### [DATA PROVIDED]
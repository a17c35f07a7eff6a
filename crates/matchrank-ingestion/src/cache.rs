//! Caller-owned cache for the loaded match table.
//!
//! The table is read once on first access and reused until `invalidate`
//! is called; the next access reloads from disk. The cache is a plain
//! value owned by the caller, with no process-wide state.

use std::path::{Path, PathBuf};

use tracing::{debug, info};

use matchrank_common::error::Result;

use crate::csv_source::load_match_csv;
use crate::table::MatchTable;

#[derive(Debug)]
pub struct MatchTableCache {
    path: PathBuf,
    score_seed: u64,
    table: Option<MatchTable>,
}

impl MatchTableCache {
    pub fn new(path: impl Into<PathBuf>, score_seed: u64) -> Self {
        Self {
            path: path.into(),
            score_seed,
            table: None,
        }
    }

    pub fn path(&self) -> &Path {
        &self.path
    }

    pub fn is_loaded(&self) -> bool {
        self.table.is_some()
    }

    /// The cached table, loading it on first access.
    ///
    /// A load failure leaves the cache empty, so a later call retries.
    pub fn get(&mut self) -> Result<&MatchTable> {
        if self.table.is_none() {
            let table = load_match_csv(&self.path, self.score_seed)?;
            info!(
                path = %self.path.display(),
                n_records = table.len(),
                "Match table cached"
            );
            self.table = Some(table);
        }
        match &self.table {
            Some(table) => Ok(table),
            None => unreachable!("cache populated above"),
        }
    }

    /// Drop the cached table; the next `get` reloads from disk.
    pub fn invalidate(&mut self) {
        if self.table.take().is_some() {
            debug!(path = %self.path.display(), "Match table cache invalidated");
        }
    }
}

// ── Tests ───────────────────────────────────────────────────────────────────
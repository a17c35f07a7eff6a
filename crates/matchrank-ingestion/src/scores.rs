//! Deterministic fallback scoring for tables without a relevancy column.

use rand::Rng;
use tracing::info;

use matchrank_common::records::MatchRecord;

/// Seed used when the input carries no relevancy column.
/// Fixed so repeated loads of the same table rank identically.
pub const DEFAULT_SCORE_SEED: u64 = 42;

/// Assign each record an independent uniform score in [0, 1).
///
/// Scores are drawn in row order from the caller's generator; callers seed
/// it explicitly so the synthesised ranking is reproducible. There is no
/// global generator state.
pub fn fill_missing_scores<R: Rng>(records: &mut [MatchRecord], rng: &mut R) {
    for record in records.iter_mut() {
        record.relevancy_score = rng.gen::<f64>();
    }
    info!(n_records = records.len(), "Synthesised relevancy scores");
}

// ── Tests ───────────────────────────────────────────────────────────────────
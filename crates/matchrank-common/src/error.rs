use thiserror::Error;

#[derive(Debug, Error)]
pub enum MatchrankError {
    #[error("Match source not found: {0}")]
    SourceNotFound(String),

    #[error("Missing required column: {0}")]
    MissingColumn(String),

    #[error("CSV error: {0}")]
    Csv(#[from] csv::Error),

    #[error("I/O error: {0}")]
    Io(#[from] std::io::Error),

    #[error("Serialization error: {0}")]
    Serialization(#[from] serde_json::Error),

    #[error("Configuration error: {0}")]
    Config(String),

    #[error(transparent)]
    Other(#[from] anyhow::Error),
}

pub type Result<T> = std::result::Result<T, MatchrankError>;
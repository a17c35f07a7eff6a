//! Per-candidate top-K selection.

use std::collections::HashMap;

use tracing::debug;

use matchrank_common::records::MatchRecord;
use matchrank_ingestion::table::MatchTable;

/// Number of expert slots kept per candidate unless configured otherwise.
pub const DEFAULT_TOP_K: usize = 5;

/// Per-candidate top-K expert lists, ordered best-to-worst.
///
/// Built once per input table and never mutated afterwards.
#[derive(Debug, Clone, Default)]
pub struct TopKIndex {
    by_candidate: HashMap<String, Vec<MatchRecord>>,
    k: usize,
}

impl TopKIndex {
    /// Ordered expert list for one candidate.
    ///
    /// `None` means the candidate does not appear in the input at all; a
    /// present candidate always has at least one record, so a lookup miss
    /// is never conflated with "zero experts".
    pub fn for_candidate(&self, candidate_id: &str) -> Option<&[MatchRecord]> {
        self.by_candidate
            .get(candidate_id)
            .map(|records| records.as_slice())
    }

    /// Distinct candidate ids, sorted for deterministic iteration.
    pub fn candidates(&self) -> Vec<&str> {
        let mut ids: Vec<&str> = self.by_candidate.keys().map(|id| id.as_str()).collect();
        ids.sort();
        ids
    }

    /// Slot count the index was built with.
    pub fn k(&self) -> usize {
        self.k
    }

    pub fn candidate_count(&self) -> usize {
        self.by_candidate.len()
    }

    pub fn is_empty(&self) -> bool {
        self.by_candidate.is_empty()
    }
}

/// Group records by candidate, rank each group by relevancy descending,
/// and keep the best `k`.
///
/// The sort is stable: records with equal scores keep their input order.
/// Empty input yields an empty index; there are no error conditions.
pub fn top_k_per_candidate(records: &[MatchRecord], k: usize) -> TopKIndex {
    let mut by_candidate: HashMap<String, Vec<MatchRecord>> = HashMap::new();
    for record in records {
        by_candidate
            .entry(record.candidate_id.clone())
            .or_default()
            .push(record.clone());
    }

    for group in by_candidate.values_mut() {
        group.sort_by(|a, b| {
            b.relevancy_score
                .partial_cmp(&a.relevancy_score)
                .unwrap_or(std::cmp::Ordering::Equal)
        });
        group.truncate(k);
    }

    debug!(n_candidates = by_candidate.len(), k, "Built top-K index");
    TopKIndex { by_candidate, k }
}

/// Rank a loaded table end to end.
pub fn rank_table(table: &MatchTable, k: usize) -> TopKIndex {
    top_k_per_candidate(table.records(), k)
}

// ── Tests ───────────────────────────────────────────────────────────────────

### [INSTRUCTIONS TO FOLLOW]
Restate word for word the lines above, beginning at the first one and ending at the line that carries "cache is a plain".

### [SOLUTION TO THE EXERCISE]
repository a17c35f07a7eff6a
filename crates/matchrank-ingestion/src/cache.rs
//! Caller-owned cache for the loaded match table.
//!
//! The table is read once on first access and reused until `invalidate`
//! is called; the next access reloads from disk. The cache is a plain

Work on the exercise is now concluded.